UNITED STATES DISTRICT COURT EASTERN DISTRICT OF MICHIGAN SOUTHERN DIVISION
Mar 29, 2016
Case No. 16-10263 (E.D. Mich. Mar. 29, 2016)

Opinion

Case No. 16-10263

03-29-2016

ALFONSO IGNACIO VIGGERS, Plaintiff, v. BOARD OF REGENTS OF THE UNIVERSITY OF MICHIGAN and DOE DEFENDANTS.
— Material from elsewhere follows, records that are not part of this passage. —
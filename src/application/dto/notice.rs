//! Notices - Everything the engine tells players
//!
//! A notice only carries keys and raw values. Turning it into text is left to
//! the transport, which renders it through a `LocalizationPort`. Templates may
//! contain `{name}`-style placeholders that `render` fills in.

use serde::{Deserialize, Serialize};

use crate::application::ports::outbound::LocalizationPort;
use crate::domain::entities::Role;
use crate::domain::value_objects::{Faction, PlayerStatus};

#[derive(Debug, Clone, PartialEq, Eq, Serialize, Deserialize)]
#[serde(tag = "type", rename_all = "snake_case")]
pub enum Notice {
    // ========================================================================
    // Setup
    // ========================================================================
    /// Private: the role a player was dealt
    RoleReveal { role: Role },

    // ========================================================================
    // Night
    // ========================================================================
    NightStarted { turn: u32 },
    /// Private: sent to everyone alive at dusk once the night is over
    NightEnded,
    /// Private: the protector's choice was recorded
    GuardSet { target: String },
    /// Private: what a fortune check revealed
    FortuneResult { target: String, revealed: Faction },
    /// Private: what the medium learned about the last executed player
    MediumResult { target: String, revealed: Faction },
    /// Private: sent to every attacker, blocked or not
    AttackAttempted { target: String },

    // ========================================================================
    // Day
    // ========================================================================
    DayStarted { turn: u32, victims: Vec<String> },
    BreadDelivered,
    NoBread,
    Executed { target: String },
    NoExecution,
    /// A death caused by a role ability during the day
    AbilityDeath { target: String, status: PlayerStatus },

    // ========================================================================
    // Voting
    // ========================================================================
    /// Private: the ballot was refused; `reason` is a localization key
    BallotRejected { reason: String },

    // ========================================================================
    // End of game
    // ========================================================================
    GameOver { faction: Faction, winners: Vec<String> },
    FinalResult {
        player: String,
        status: PlayerStatus,
        role: Option<Role>,
    },
}

impl Notice {
    /// Localization key of the notice's main template
    pub fn key(&self) -> &'static str {
        match self {
            Notice::RoleReveal { .. } => "RoleReveal",
            Notice::NightStarted { .. } => "NightStarted",
            Notice::NightEnded => "NightEnded",
            Notice::GuardSet { .. } => "GuardSet",
            Notice::FortuneResult { .. } => "FortuneResult",
            Notice::MediumResult { .. } => "MediumResult",
            Notice::AttackAttempted { .. } => "AttackAttempted",
            Notice::DayStarted { .. } => "DayStarted",
            Notice::BreadDelivered => "BreadDelivered",
            Notice::NoBread => "NoBread",
            Notice::Executed { .. } => "ExecutionResult",
            Notice::NoExecution => "NoExecution",
            Notice::AbilityDeath { .. } => "AbilityDeath",
            Notice::BallotRejected { .. } => "BallotRejected",
            Notice::GameOver { .. } => "GameOver",
            Notice::FinalResult { .. } => "FinalResult",
        }
    }

    /// Render the notice as display text for `locale`
    pub fn render(&self, localization: &dyn LocalizationPort, locale: &str) -> String {
        let t = |key: &str| localization.resolve(key, locale);
        let template = t(self.key());

        match self {
            Notice::RoleReveal { role } => fill(
                &template,
                &[
                    ("role", t(role.key())),
                    ("description", t(&role.description_key())),
                    ("faction", t(role.faction().key())),
                    ("win_condition", t(role.win_condition_key())),
                ],
            ),
            Notice::NightStarted { turn } => fill(&template, &[("turn", (turn + 1).to_string())]),
            Notice::GuardSet { target }
            | Notice::AttackAttempted { target }
            | Notice::Executed { target } => fill(&template, &[("target", target.clone())]),
            Notice::FortuneResult { target, revealed } | Notice::MediumResult { target, revealed } => {
                fill(
                    &template,
                    &[("target", target.clone()), ("faction", t(revealed.key()))],
                )
            }
            Notice::DayStarted { turn, victims } => {
                let victims = if victims.is_empty() {
                    t("NoVictims")
                } else {
                    victims.join(", ")
                };
                fill(&template, &[("turn", turn.to_string()), ("victims", victims)])
            }
            Notice::AbilityDeath { target, status } => fill(
                &template,
                &[("target", target.clone()), ("status", t(status.key()))],
            ),
            Notice::BallotRejected { reason } => fill(&template, &[("reason", t(reason))]),
            Notice::GameOver { faction, winners } => fill(
                &template,
                &[("faction", t(faction.key())), ("winners", winners.join(", "))],
            ),
            Notice::FinalResult { player, status, role } => fill(
                &template,
                &[
                    ("player", player.clone()),
                    ("status", t(status.key())),
                    ("role", role.map(|r| t(r.key())).unwrap_or_default()),
                ],
            ),
            Notice::NightEnded | Notice::BreadDelivered | Notice::NoBread | Notice::NoExecution => {
                template
            }
        }
    }
}

fn fill(template: &str, values: &[(&str, String)]) -> String {
    values.iter().fold(template.to_string(), |text, (name, value)| {
        text.replace(&format!("{{{}}}", name), value)
    })
}

#[cfg(test)]
mod tests {
    use super::*;
    use std::collections::HashMap;

    struct FixedStrings(HashMap<&'static str, &'static str>);

    impl LocalizationPort for FixedStrings {
        fn resolve(&self, key: &str, _locale: &str) -> String {
            self.0.get(key).map(|s| s.to_string()).unwrap_or_else(|| key.to_string())
        }
    }

    fn strings() -> FixedStrings {
        FixedStrings(HashMap::from([
            ("FortuneResult", "{target} is {faction}"),
            ("TeamWerewolf", "a werewolf"),
            ("DayStarted", "Day {turn}. Died: {victims}"),
            ("NoVictims", "nobody"),
        ]))
    }

    #[test]
    fn test_render_fills_placeholders() {
        let notice = Notice::FortuneResult {
            target: "alice".to_string(),
            revealed: Faction::Werewolf,
        };
        assert_eq!(notice.render(&strings(), "en"), "alice is a werewolf");
    }

    #[test]
    fn test_render_empty_victim_list() {
        let quiet = Notice::DayStarted { turn: 1, victims: Vec::new() };
        assert_eq!(quiet.render(&strings(), "en"), "Day 1. Died: nobody");

        let bloody = Notice::DayStarted {
            turn: 2,
            victims: vec!["bob".to_string(), "carol".to_string()],
        };
        assert_eq!(bloody.render(&strings(), "en"), "Day 2. Died: bob, carol");
    }

    #[test]
    fn test_missing_template_falls_back_to_key() {
        assert_eq!(Notice::NoExecution.render(&strings(), "en"), "NoExecution");
    }
}
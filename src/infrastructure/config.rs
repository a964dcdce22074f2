//! Application configuration
//!
//! Loaded from an optional `werewolf.toml` next to the binary, overridden by
//! `WEREWOLF_*` environment variables. Rule settings live in `GameSettings`;
//! this only covers how the process itself runs.

use std::path::PathBuf;

use anyhow::{Context, Result};
use config::{Config, Environment, File};
use serde::Deserialize;

/// Application configuration
#[derive(Debug, Clone, Deserialize)]
pub struct AppConfig {
    /// `tracing` filter used when `RUST_LOG` is not set
    pub log_filter: String,
    /// Optional JSON translation table merged over the built-in strings
    #[serde(default)]
    pub translations_path: Option<PathBuf>,

    /// Number of bots seated in the demo game
    pub demo_players: usize,
    /// Requested roles for the demo game, e.g. `Werewolf=2,Seer=1`
    pub demo_roles: String,
    /// Fixed seed for reproducible demo games
    #[serde(default)]
    pub seed: Option<u64>,
}

impl AppConfig {
    pub fn load() -> Result<Self> {
        Config::builder()
            .set_default("log_filter", "werewolf_engine=info")?
            .set_default("demo_players", 7_i64)?
            .set_default("demo_roles", "Werewolf=2,Seer=1,Hunter=1")?
            .add_source(File::with_name("werewolf").required(false))
            .add_source(Environment::with_prefix("WEREWOLF").try_parsing(true))
            .build()
            .context("Failed to read configuration")?
            .try_deserialize()
            .context("Invalid configuration")
    }

    /// Parse `demo_roles` into `(key, count)` pairs
    pub fn role_counts(&self) -> Result<Vec<(String, usize)>> {
        parse_role_list(&self.demo_roles)
    }
}

fn parse_role_list(list: &str) -> Result<Vec<(String, usize)>> {
    list.split(',')
        .map(str::trim)
        .filter(|item| !item.is_empty())
        .map(|item| -> Result<(String, usize)> {
            let (key, count) = item
                .split_once('=')
                .with_context(|| format!("Role entry '{}' must look like Key=Count", item))?;
            let count = count
                .trim()
                .parse()
                .with_context(|| format!("Role count in '{}' must be a number", item))?;
            Ok((key.trim().to_string(), count))
        })
        .collect()
}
MEMORANDUM AND ORDER GRANTING DEFENDANT'S MOTION TO DISMISS (Doc. 5) AND DISMISSING CASE

Upon review of the parties' papers, the Court deems this matter appropriate for decision without oral argument. See Fed. R. Civ. P. 78(b); E.D. Mich. LR 7.1(f)(2).

I. Introduction

This appears to be an employment dispute. Plaintiff, proceeding pro se, is suing defendants the Board of Regents of the University of Michigan and "Doe Defendants." He makes nine claims, as follows:

Count I - violation of section 1983 (First Amendment Retaliation)
Count II - violation of section 1983 (14th Amendment Procedural Due Process)
Count III - Breach of contract
Count IV - Violations of the Fair Credit Reporting Act
Count V - 18 U.S.C. § 241 (criminal conspiracy) and section 1985(3) (civil conspiracy)
Count VI - 18 U.S.C. § 401 and § 1001 - Contempt of Court
Count VII - Promissory Estoppel
Count VIII - Tortious Interference of Malicious Intent
Count IX - Sabotage of Plaintiff's Immigration Process
Plaintiff seeks varied forms of injunctive relief, including changing his immigration status, and money damages.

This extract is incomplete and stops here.